I do not need thy breath to cool my death-cold brow;
But go to that far land where she is shining now;
Tell her my latest wish, tell her my dreary doom;
Say that my pangs are past, but hers are yet to come.
And there is Fernando, who stole his love from Zamorna. He is a sort of shadowy forerunner of Edgar Linton.
There is the yeoman Percy, the father of Mary whom Zamorna loved. And there is Zamorna.
A large group of poems in the legend refer, obviously, I think, to the same person. Zamorna is the supreme hero, the Achilles of this northern Iliad. He is the man of sin, the "son of war and love", the child "unblessed of heaven", abandoned by its mother, cradled in the heather and rocked by the winter storm, the doomed child, grown to its doom, like Heathcliff. His story is obscure and broken, but when all the Zamorna poems are sorted from the rest, you make out that, like Heathcliff, he ravished from her home the daughter of his mortal enemy (with the difference that Zamorna loves Mary); and that like Heathcliff he was robbed of the woman that he loved. The passions of Zamorna are the passions of Heathcliff. He dominates a world of savage loves and mortal enmities like the world of Wuthering Heights. There are passages in this saga that reveal the very aspect of the soul of Heathcliff. Here are some of them.

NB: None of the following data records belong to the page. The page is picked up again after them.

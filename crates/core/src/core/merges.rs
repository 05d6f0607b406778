//! Token pairs and merge history.
//!
//! Tokens are opaque text symbols. A merge joins two adjacent tokens with a
//! separator, so the merged token's text still records its atomic pieces.

use ahash::AHashSet;
use compact_str::CompactString;

/// An atomic or merged symbol.
pub type Token = CompactString;

/// An ordered pair of adjacent tokens.
///
/// Ordering is lexicographic on the two token strings, first by left then by right.
pub type Pair = (Token, Token);

/// One line of the corpus.
pub type Line = Vec<Token>;

/// Build the composite token for `pair`.
pub fn join_pair(pair: &Pair, separator: &str) -> Token {
    let mut token = CompactString::with_capacity(pair.0.len() + separator.len() + pair.1.len());
    token.push_str(&pair.0);
    token.push_str(separator);
    token.push_str(&pair.1);
    token
}

/// Number of atomic sub-tokens in `token` when split on `separator`.
///
/// An empty separator is treated as "no separator": the token counts as one piece.
#[inline]
pub fn sub_token_count(token: &str, separator: &str) -> usize {
    if separator.is_empty() {
        return 1;
    }
    token.matches(separator).count() + 1
}

/// Ordered record of accepted merges.
#[derive(Debug, Clone, Default, PartialEq, Eq)]
pub struct MergeHistory {
    /// Accepted pairs in acceptance order
    merges: Vec<Pair>,
    /// Membership set for `contains`
    seen: AHashSet<Pair>,
}

impl MergeHistory {
    /// Create an empty history.
    pub fn new() -> Self {
        Self::default()
    }

    /// Record an accepted merge.
    ///
    /// Returns its rank (0-based acceptance position).
    pub fn push(&mut self, pair: Pair) -> usize {
        self.seen.insert(pair.clone());
        self.merges.push(pair);
        self.merges.len() - 1
    }

    /// Whether `pair` has already been merged.
    #[inline]
    pub fn contains(&self, pair: &Pair) -> bool {
        self.seen.contains(pair)
    }

    #[inline]
    pub fn len(&self) -> usize {
        self.merges.len()
    }

    #[inline]
    pub fn is_empty(&self) -> bool {
        self.merges.is_empty()
    }

    /// Iterate over merges in acceptance order.
    pub fn iter(&self) -> impl Iterator<Item = &Pair> {
        self.merges.iter()
    }

    pub fn as_slice(&self) -> &[Pair] {
        &self.merges
    }
}

impl FromIterator<Pair> for MergeHistory {
    fn from_iter<I: IntoIterator<Item = Pair>>(iter: I) -> Self {
        let mut history = Self::new();
        for pair in iter {
            history.push(pair);
        }
        history
    }
}

#[cfg(test)]
mod tests {
    use super::*;

    fn pair(a: &str, b: &str) -> Pair {
        (a.into(), b.into())
    }

    #[test]
    fn test_join_pair() {
        assert_eq!(join_pair(&pair("a", "b"), "_"), "a_b");
        assert_eq!(join_pair(&pair("a&b", "c"), "&"), "a&b&c");
        assert_eq!(join_pair(&pair("x", "y"), ""), "xy");
    }

    #[test]
    fn test_sub_token_count() {
        assert_eq!(sub_token_count("a", "&"), 1);
        assert_eq!(sub_token_count("a&b", "&"), 2);
        assert_eq!(sub_token_count("a&b&c&d", "&"), 4);
        // multi-character separators
        assert_eq!(sub_token_count("a<>b<>c", "<>"), 3);
    }

    #[test]
    fn test_pair_ordering() {
        assert!(pair("a", "z") < pair("b", "a"));
        assert!(pair("a", "b") < pair("a", "c"));
        assert!(pair("a", "b") < pair("a_b", "a"));
    }

    #[test]
    fn test_history() {
        let mut history = MergeHistory::new();
        assert!(history.is_empty());

        assert_eq!(history.push(pair("a", "b")), 0);
        assert_eq!(history.push(pair("a_b", "c")), 1);

        assert!(history.contains(&pair("a", "b")));
        assert!(!history.contains(&pair("b", "a")));
        assert_eq!(history.len(), 2);
        assert_eq!(history.as_slice()[1], pair("a_b", "c"));
    }
}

Zamorna, in prison, cries out to his "false friend and treacherous guide":
"If I have sinned; long, long ago
That sin was purified by woe.
I have suffered on through night and day,
I've trod a dark and frightful way."
It is what Heathcliff says to Catherine Earnshaw: "I've fought through a bitter life since I last heard your voice."
And again:
If grief for grief can touch thee,
If answering woe for woe,
If any ruth can melt thee,
Come to me now.
It is the very voice of Heathcliff calling to Cathy.